// Ars Technica
In a paper presented at the prestigious ACM SIGCOMM conference last week, researchers from the University of Michigan, the International Computer Science Institute, Arbor Networks, and Verisign Labs presented the paper "Measuring IPv6 Adoption." In it, the team does just that—in 12 different ways, no less. The results from these different measurements don't exactly agree, with the lowest and the highest being two orders of magnitude (close to a factor 100) apart. But the overall picture that emerges is one of a protocol that's quickly capturing its own place under the sun next to its big brother IPv4.
As a long-time Ars reader, you of course already know everything you need to know about IPv6. There's no Plan B, but you have survived World IPv6 Day and World IPv6 Launch. All of this drama occurs because existing IP(v4) addresses are too short and are thus running out, so we need to start using the new version of IP (IPv6) that has a much larger supply of much longer addresses.

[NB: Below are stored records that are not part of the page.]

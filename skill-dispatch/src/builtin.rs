//! The built-in generic skill set (domain `*`).

use schemars::{JsonSchema, schema_for};
use serde_json::Value;

use crate::local::SkillHandler;
use crate::local::{
    assess_deviation::AssessDeviationInput, clause_context::ClauseContextInput,
    compare_with_baseline::CompareWithBaselineInput,
    cross_reference_check::CrossReferenceCheckInput,
    extract_financial_terms::ExtractFinancialTermsInput,
    load_review_criteria::LoadReviewCriteriaInput, resolve_definition::ResolveDefinitionInput,
    semantic_search::SearchReferenceDocInput,
};
use crate::schema::{SkillBackend, SkillRegistration, SkillStatus, strip_internal_fields};

fn parameters_schema<T: JsonSchema>() -> Value {
    let schema = serde_json::to_value(schema_for!(T)).unwrap_or_default();
    strip_internal_fields(&schema)
}

fn local(
    skill_id: &str,
    name: &str,
    description: &str,
    category: &str,
    handler: SkillHandler,
    parameters_schema: Value,
) -> SkillRegistration {
    SkillRegistration {
        skill_id: skill_id.to_string(),
        name: name.to_string(),
        description: description.to_string(),
        backend: SkillBackend::Local,
        handler,
        domain: "*".to_string(),
        category: category.to_string(),
        status: SkillStatus::Active,
        parameters_schema,
    }
}

/// All generic skills, ready for registration.
pub fn generic_skills() -> Vec<SkillRegistration> {
    vec![
        local(
            "get_clause_context",
            "Get clause context",
            "Extract the full text of a clause (including sub-clauses) from the document structure",
            "extraction",
            SkillHandler::ClauseContext,
            parameters_schema::<ClauseContextInput>(),
        ),
        local(
            "resolve_definition",
            "Resolve definitions",
            "Look up the definitions of terms referenced by a clause",
            "extraction",
            SkillHandler::ResolveDefinition,
            parameters_schema::<ResolveDefinitionInput>(),
        ),
        local(
            "compare_with_baseline",
            "Compare with baseline",
            "Compare the clause text against the domain's baseline wording",
            "comparison",
            SkillHandler::CompareWithBaseline,
            parameters_schema::<CompareWithBaselineInput>(),
        ),
        local(
            "cross_reference_check",
            "Cross-reference check",
            "Validate whether the clause's cross references point at existing clauses",
            "validation",
            SkillHandler::CrossReferenceCheck,
            parameters_schema::<CrossReferenceCheckInput>(),
        ),
        local(
            "extract_financial_terms",
            "Extract financial terms",
            "Extract amounts, percentages, durations and dates from the clause",
            "extraction",
            SkillHandler::ExtractFinancialTerms,
            parameters_schema::<ExtractFinancialTermsInput>(),
        ),
        local(
            "search_reference_doc",
            "Search reference documents",
            "Find passages in reference documents related to the current clause",
            "validation",
            SkillHandler::SearchReferenceDoc,
            parameters_schema::<SearchReferenceDocInput>(),
        ),
        local(
            "load_review_criteria",
            "Load review criteria",
            "Load review criteria and match them to the current clause",
            "validation",
            SkillHandler::LoadReviewCriteria,
            parameters_schema::<LoadReviewCriteriaInput>(),
        ),
        local(
            "assess_deviation",
            "Assess deviation",
            "Grade the clause's deviation and risk against matched review criteria",
            "comparison",
            SkillHandler::AssessDeviation,
            parameters_schema::<AssessDeviationInput>(),
        ),
    ]
}

#[cfg(test)]
mod tests {
    use super::*;
    use crate::schema::INTERNAL_FIELDS;

    #[test]
    fn eight_generic_skills() {
        let skills = generic_skills();
        assert_eq!(skills.len(), 8);
        assert!(skills.iter().all(|s| s.domain == "*"));
    }

    #[test]
    fn no_internal_fields_in_any_projection() {
        for skill in generic_skills() {
            let props = skill.parameters_schema["properties"]
                .as_object()
                .cloned()
                .unwrap_or_default();
            for field in INTERNAL_FIELDS {
                assert!(
                    !props.contains_key(field),
                    "{} exposes internal field {}",
                    skill.skill_id,
                    field
                );
            }
        }
    }

    #[test]
    fn clause_id_survives_projection() {
        let skills = generic_skills();
        let ctx = skills.iter().find(|s| s.skill_id == "get_clause_context").unwrap();
        assert!(
            ctx.parameters_schema["properties"]
                .as_object()
                .unwrap()
                .contains_key("clause_id")
        );
    }
}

The good news is that the engineers in charge knew we'd be running out of IPv4 addresses at some point two decades ago, so we've had a long time to standardize IPv6 and put the new protocol in routers, firewalls, operating systems, and applications. The not-so-good news is that IP is everywhere. The new protocol can only be used when the two computers (or other devices) communicating over the 'Net that are talking to each other—as well as every router, firewall, and load balancer in between—have IPv6 enabled and configured. As such, getting IPv6 deployed has been an uphill struggle. But last week's paper shows us how far we've managed to struggle so far.